- [GIVEN RECORDS]:
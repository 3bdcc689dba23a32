use crate::{
    error::{ContributionError, SplitServiceError},
    model::{CurrencyCode, SettlementEntry, SettlementReport, Split, SplitId},
    ports::SplitStore,
    validation::{validate_amount, validate_contributions, validate_new_name},
};
use chrono::Utc;
use splitpot_domain::{Contributor, SettlementEngine};

/// Orchestrates split mutations against the store. Owns the
/// recompute-on-change policy: every contributor mutation re-derives the
/// settlement list before the record is saved, so a persisted split's
/// settlements never go stale. The engine itself has no implicit triggers.
pub struct SplitService<'a> {
    store: &'a dyn SplitStore,
}

impl<'a> SplitService<'a> {
    pub fn new(store: &'a dyn SplitStore) -> Self {
        Self { store }
    }

    pub fn create_split(
        &self,
        id: SplitId,
        currency: CurrencyCode,
    ) -> Result<Split, SplitServiceError> {
        if self.store.load(&id)?.is_some() {
            return Err(SplitServiceError::SplitExists(id));
        }

        let split = Split {
            id,
            contributors: Vec::new(),
            settlements: Vec::new(),
            currency,
            created_at: Utc::now(),
        };
        self.store.save(&split)?;
        tracing::info!(split = %split.id, "created split");
        Ok(split)
    }

    /// Creates a split from an already-assembled contributor list.
    pub fn import_split(
        &self,
        id: SplitId,
        currency: CurrencyCode,
        contributors: Vec<Contributor>,
    ) -> Result<Split, SplitServiceError> {
        validate_contributions(&contributors)?;
        if self.store.load(&id)?.is_some() {
            return Err(SplitServiceError::SplitExists(id));
        }

        let mut split = Split {
            id,
            contributors,
            settlements: Vec::new(),
            currency,
            created_at: Utc::now(),
        };
        Self::recompute(&mut split);
        self.store.save(&split)?;
        tracing::info!(
            split = %split.id,
            contributors = split.contributors.len(),
            "imported split"
        );
        Ok(split)
    }

    pub fn add_contribution(
        &self,
        id: &SplitId,
        name: &str,
        amount: f64,
    ) -> Result<Split, SplitServiceError> {
        self.mutate(id, |split| {
            let name = validate_new_name(&split.contributors, name)?;
            validate_amount(name, amount)?;
            split.contributors.push(Contributor::new(name, amount));
            Ok(())
        })
    }

    pub fn update_contribution(
        &self,
        id: &SplitId,
        name: &str,
        amount: f64,
    ) -> Result<Split, SplitServiceError> {
        self.mutate(id, |split| {
            validate_amount(name, amount)?;
            let contributor = find_mut(&mut split.contributors, name)
                .ok_or_else(|| ContributionError::UnknownContributor(name.to_string()))?;
            contributor.amount_paid = amount;
            Ok(())
        })
    }

    pub fn remove_contribution(&self, id: &SplitId, name: &str) -> Result<Split, SplitServiceError> {
        self.mutate(id, |split| {
            let before = split.contributors.len();
            split
                .contributors
                .retain(|contributor| !names_match(&contributor.name, name));
            if split.contributors.len() == before {
                return Err(ContributionError::UnknownContributor(name.to_string()));
            }
            Ok(())
        })
    }

    pub fn delete_split(&self, id: &SplitId) -> Result<(), SplitServiceError> {
        if !self.store.delete(id)? {
            return Err(SplitServiceError::UnknownSplit(id.clone()));
        }
        tracing::info!(split = %id, "deleted split");
        Ok(())
    }

    /// Fresh balances and transfers for display; nothing is persisted.
    pub fn review(&self, id: &SplitId) -> Result<SettlementReport, SplitServiceError> {
        let split = self.load_existing(id)?;
        Ok(SettlementReport::compute(&split.contributors))
    }

    pub fn list_splits(&self) -> Result<Vec<SplitId>, SplitServiceError> {
        Ok(self.store.list_ids()?)
    }

    fn mutate(
        &self,
        id: &SplitId,
        op: impl FnOnce(&mut Split) -> Result<(), ContributionError>,
    ) -> Result<Split, SplitServiceError> {
        let mut split = self.load_existing(id)?;
        op(&mut split)?;
        Self::recompute(&mut split);
        self.store.save(&split)?;
        tracing::debug!(
            split = %split.id,
            contributors = split.contributors.len(),
            transfers = split.settlements.len(),
            "recomputed settlements"
        );
        Ok(split)
    }

    fn load_existing(&self, id: &SplitId) -> Result<Split, SplitServiceError> {
        self.store
            .load(id)?
            .ok_or_else(|| SplitServiceError::UnknownSplit(id.clone()))
    }

    fn recompute(split: &mut Split) {
        split.settlements = SettlementEngine::settle(&split.contributors)
            .into_iter()
            .map(SettlementEntry::from)
            .collect();
    }
}

fn names_match(stored: &str, requested: &str) -> bool {
    stored.to_lowercase() == requested.trim().to_lowercase()
}

fn find_mut<'c>(contributors: &'c mut [Contributor], name: &str) -> Option<&'c mut Contributor> {
    contributors
        .iter_mut()
        .find(|contributor| names_match(&contributor.name, name))
}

- [WORK REQUIRED]: Looking only at the lines of the material above, count those containing "from" and give that number by itself.

- [WRITTEN ANSWER]: 2